The java2 security rules are there to deal with this: at any point the
intersection of the permissions
of all code on the stack counts (that means the min common subset). And in
case of thread
creation permissions are properly propagated. Up to privileged blocks.
> Regarding the bug, I think a solution is to store the protection domain
> from the proxy in the system state during Py.initProxy, Py.jgetattr and
> Py.jfindattr (and in the adapter calls, I think). BytecodeLoader2 will
> then use this saved protection domain when loading code.
>
> [This may open for an attack where the evil applet gets executed on the
> same thread as a trusted application and thus is able to create code
> though the BytecodeLoader2 with the protection domain of the trusted
> application. I'm unsure if it is possible to make the created code
> execute without the evil applet being on the stack. More analysis is
> needed]
>
> I've uploaded a patch which attempt to save to protection domain in this
> way. The patch isn't suitable for use because it assume java2 and does
> not cover the adapters.
>
>
>
http://sourceforge.net/patch/index.php?func=detailpatch&patch_id=103025&grou
p_id=12867
>
This does not solve the bug, which is more a missing feature than a bug.
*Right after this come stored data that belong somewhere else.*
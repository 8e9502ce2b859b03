//! # zipdir Configuration System
//!
//! File: cli/src/core/config.rs
//!
//! ## Overview
//!
//! This module loads, merges and validates zipdir's configuration: which archive
//! extension to use, how entries are compressed, and how far the destination probe
//! searches before giving up.
//!
//! ## Architecture
//!
//! Configuration sources (in order of precedence):
//! 1. An explicit file passed with `--config` or `ZIPDIR_CONFIG` (`~` is expanded)
//! 2. Project-specific `.zipdir.toml` in the current directory or its ancestors
//!    (the search stops at the first directory containing `.git`)
//! 3. User-specific `config.toml` in the platform config directory
//!    (e.g. `~/.config/zipdir/config.toml`)
//! 4. Default values defined in the code
//!
//! A higher-precedence file overrides exactly the keys it sets, including keys
//! set back to their default value. The merged result is validated before use.
//!
//! ## Examples
//!
//! ```toml
//! [archive]
//! extension = "zip"
//! method = "deflated"   # or "stored"
//! level = 9
//!
//! [probe]
//! max_attempts = 500
//! ```
//!
use crate::common::archive::{
    ArchiverSettings, DirectoryArchiver, EntryCompression, ZipBackend, ZipOptions,
    DEFAULT_EXTENSION,
};
use crate::common::fs::io::read_file_to_string;
use crate::common::fs::probe::DEFAULT_MAX_ATTEMPTS;
use crate::core::error::{Result, ZipdirError};
use anyhow::{anyhow, Context};
use directories::ProjectDirs;
use serde::Deserialize;
use std::path::{Path, PathBuf};
use tracing::{debug, info, warn};

/// The resolved configuration zipdir runs with.
#[derive(Debug, Default, Clone, PartialEq, Eq)]
pub struct Config {
    pub archive: ArchiveConfig,
    pub probe: ProbeConfig,
}

/// How archives are named and written.
#[derive(Debug, Clone, PartialEq, Eq)]
pub struct ArchiveConfig {
    /// Archive extension without the leading dot.
    pub extension: String,
    /// Compression applied to file entries.
    pub method: EntryCompression,
    /// Deflate level (0-9). Only valid with `method = "deflated"`.
    pub level: Option<i64>,
}

/// Limits of the destination probe.
#[derive(Debug, Clone, PartialEq, Eq)]
pub struct ProbeConfig {
    /// Numbered candidates (`name_1`, `name_2`, ...) tried before failing.
    pub max_attempts: u32,
}

impl Default for ArchiveConfig {
    fn default() -> Self {
        Self {
            extension: DEFAULT_EXTENSION.to_string(),
            method: EntryCompression::default(),
            level: None,
        }
    }
}

impl Default for ProbeConfig {
    fn default() -> Self {
        Self {
            max_attempts: DEFAULT_MAX_ATTEMPTS,
        }
    }
}

/// A single configuration file as written on disk. Keys left out stay `None`
/// so that layering can tell "not set" apart from "set to the default".
#[derive(Deserialize, Debug, Default, Clone, PartialEq, Eq)]
#[serde(deny_unknown_fields)]
struct ConfigFile {
    #[serde(default)]
    archive: ArchiveLayer,
    #[serde(default)]
    probe: ProbeLayer,
}

#[derive(Deserialize, Debug, Default, Clone, PartialEq, Eq)]
#[serde(deny_unknown_fields)]
struct ArchiveLayer {
    extension: Option<String>,
    method: Option<EntryCompression>,
    level: Option<i64>,
}

#[derive(Deserialize, Debug, Default, Clone, PartialEq, Eq)]
#[serde(deny_unknown_fields)]
struct ProbeLayer {
    max_attempts: Option<u32>,
}

impl ConfigFile {
    fn resolve(self) -> Config {
        let defaults = Config::default();
        Config {
            archive: ArchiveConfig {
                extension: self.archive.extension.unwrap_or(defaults.archive.extension),
                method: self.archive.method.unwrap_or(defaults.archive.method),
                level: self.archive.level,
            },
            probe: ProbeConfig {
                max_attempts: self.probe.max_attempts.unwrap_or(defaults.probe.max_attempts),
            },
        }
    }
}

impl Config {
    pub fn archiver_settings(&self) -> ArchiverSettings {
        ArchiverSettings {
            extension: self.archive.extension.clone(),
            max_probe_attempts: self.probe.max_attempts,
        }
    }

    pub fn zip_options(&self) -> ZipOptions {
        ZipOptions {
            method: self.archive.method,
            level: self.archive.level,
        }
    }

    /// The ZIP-backed archiver described by this configuration.
    pub fn archiver(&self) -> DirectoryArchiver<ZipBackend> {
        DirectoryArchiver::new(ZipBackend::new(self.zip_options()), self.archiver_settings())
    }
}

const PROJECT_CONFIG_FILENAME: &str = ".zipdir.toml";

/// Loads the merged and validated configuration.
///
/// `explicit` is a config file named on the command line (or via `ZIPDIR_CONFIG`);
/// unlike the discovered files it must exist.
pub fn load_config(explicit: Option<&Path>) -> Result<Config> {
    let user_config = load_user_config()?;
    let current_dir = std::env::current_dir().context("Failed to get current directory")?;
    let project_config = load_project_config(&current_dir)?;
    let explicit_config = match explicit {
        Some(path) => {
            let path = expand_config_path(path);
            info!("Loading configuration from: {}", path.display());
            Some(load_config_from_path(&path)?)
        }
        None => None,
    };

    let merged = merge_configs(user_config.unwrap_or_default(), project_config);
    let merged = merge_configs(merged, explicit_config).resolve();
    validate_config(&merged).context("Configuration validation failed")?;
    debug!("Final loaded configuration: {:?}", merged);
    Ok(merged)
}

fn load_user_config() -> Result<Option<ConfigFile>> {
    if let Some(proj_dirs) = ProjectDirs::from("com", "zipdir", "zipdir") {
        let config_path = proj_dirs.config_dir().join("config.toml");
        if config_path.exists() {
            info!("Loading user configuration from: {}", config_path.display());
            load_config_from_path(&config_path).map(Some)
        } else {
            debug!(
                "User configuration file not found at {}",
                config_path.display()
            );
            Ok(None)
        }
    } else {
        warn!("Could not determine user config directory.");
        Ok(None)
    }
}

fn load_project_config(start: &Path) -> Result<Option<ConfigFile>> {
    if let Some(project_config_path) = find_project_config_path(start) {
        info!(
            "Loading project configuration from: {}",
            project_config_path.display()
        );
        load_config_from_path(&project_config_path).map(Some)
    } else {
        debug!("No project configuration file (.zipdir.toml) found in current directory or ancestors.");
        Ok(None)
    }
}

fn find_project_config_path(start: &Path) -> Option<PathBuf> {
    let mut path = start;
    loop {
        let project_config = path.join(PROJECT_CONFIG_FILENAME);
        if project_config.is_file() {
            return Some(project_config);
        }
        if path.join(".git").is_dir() {
            debug!(
                "Found .git directory at {}, stopping project config search.",
                path.display()
            );
            return None;
        }
        path = path.parent()?;
    }
}

fn expand_config_path(path: &Path) -> PathBuf {
    PathBuf::from(shellexpand::tilde(&path.to_string_lossy()).into_owned())
}

fn load_config_from_path(path: &Path) -> Result<ConfigFile> {
    let content = read_file_to_string(path)?;
    toml::from_str(&content)
        .with_context(|| format!("Failed to parse TOML from file: {}", path.display()))
}

/// Layers `overlay` over `base` key by key. Setting `method` in a layer drops a
/// `level` inherited from the layers below it.
fn merge_configs(base: ConfigFile, overlay: Option<ConfigFile>) -> ConfigFile {
    let overlay = match overlay {
        Some(o) => o,
        None => return base,
    };
    let level = match (overlay.archive.method, overlay.archive.level) {
        (_, Some(level)) => Some(level),
        (Some(_), None) => None,
        (None, None) => base.archive.level,
    };
    ConfigFile {
        archive: ArchiveLayer {
            extension: overlay.archive.extension.or(base.archive.extension),
            method: overlay.archive.method.or(base.archive.method),
            level,
        },
        probe: ProbeLayer {
            max_attempts: overlay.probe.max_attempts.or(base.probe.max_attempts),
        },
    }
}

fn validate_config(config: &Config) -> Result<()> {
    let extension = &config.archive.extension;
    if extension.is_empty() {
        return Err(anyhow!(ZipdirError::Config(
            "Archive extension cannot be empty.".to_string()
        )));
    }
    if extension.starts_with('.') {
        return Err(anyhow!(ZipdirError::Config(format!(
            "Archive extension '{}' must be given without the leading dot.",
            extension
        ))));
    }
    if extension.contains(['/', '\\']) {
        return Err(anyhow!(ZipdirError::Config(format!(
            "Archive extension '{}' cannot contain path separators.",
            extension
        ))));
    }
    if let Some(level) = config.archive.level {
        if config.archive.method != EntryCompression::Deflated {
            return Err(anyhow!(ZipdirError::Config(
                "A compression level is only valid with method = \"deflated\".".to_string()
            )));
        }
        if !(0..=9).contains(&level) {
            return Err(anyhow!(ZipdirError::Config(format!(
                "Invalid compression level {}. Expected 0-9.",
                level
            ))));
        }
    }
    if config.probe.max_attempts == 0 {
        return Err(anyhow!(ZipdirError::Config(
            "probe.max_attempts must be at least 1.".to_string()
        )));
    }
    Ok(())
}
This is a possible solution to capture the applet permissions but I should
repeat this again:
The real point is that in order to allow an applet to use exec we should
grant to it createClassLoader permission.
Only if we can avoid this it make sense and it is worth to try to capture
the permissions of the applet code.
Because if there is a "security hole" around in applicative code, as in my
example the code that invokes a method of a class instance implementing an
interface obtained from "untrusted" code.
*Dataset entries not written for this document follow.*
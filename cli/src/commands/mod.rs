//! # zipdir Command Modules
//!
//! File: cli/src/commands/mod.rs
//!
//! ## Overview
//!
//! The top-level commands of the zipdir CLI. Each module defines its own
//! `clap` arguments struct and a handler that receives the loaded configuration:
//!
//! - `compress`: directories → archives
//! - `uncompress`: archives → directories
//!

/// `zipdir compress <DIR>...`
pub mod compress;
/// `zipdir uncompress <ARCHIVE>...`
pub mod uncompress;
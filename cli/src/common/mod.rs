//! # zipdir Common Utilities (`common`)
//!
//! File: cli/src/common/mod.rs
//!
//! ## Overview
//!
//! Shared building blocks used by the command handlers:
//!
//! - **`archive`**: archive backends and the directory archiver.
//! - **`fs`**: filesystem helpers, the destination probe, and the cleanup guard.
//!
//! Command-specific logic stays in `commands::`, infrastructure (errors, config) in `core::`.
//!

/// Archive backends and the directory archiver.
pub mod archive;
/// Filesystem helpers (I/O, destination probing, cleanup guard).
pub mod fs;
Instead of using jython runtime that creates code with the right
permissions, the untrusted code can create its own class loader and load
things with permissions of its choice.
See:
http://www.java.sun.com/j2se/1.3/docs/guide/security/permissions.html#Runtim
ePermission
So for the moment it is simply dangerous to try to allow untrusted code to
use exec.
So to say AllPermission!=createClassLoader but to grant one of them to
untrusted code is quite the same: foolish.
regards, Samuele.
PS:
>>2) We could provide something like the codebase based logic of the =
>>SecureClassLoader
>> for jython code loading too.
>
>You think that is possible while maintaining the same API to the "exec"
>statement?
This was a general idea, not related to exec and the "bug".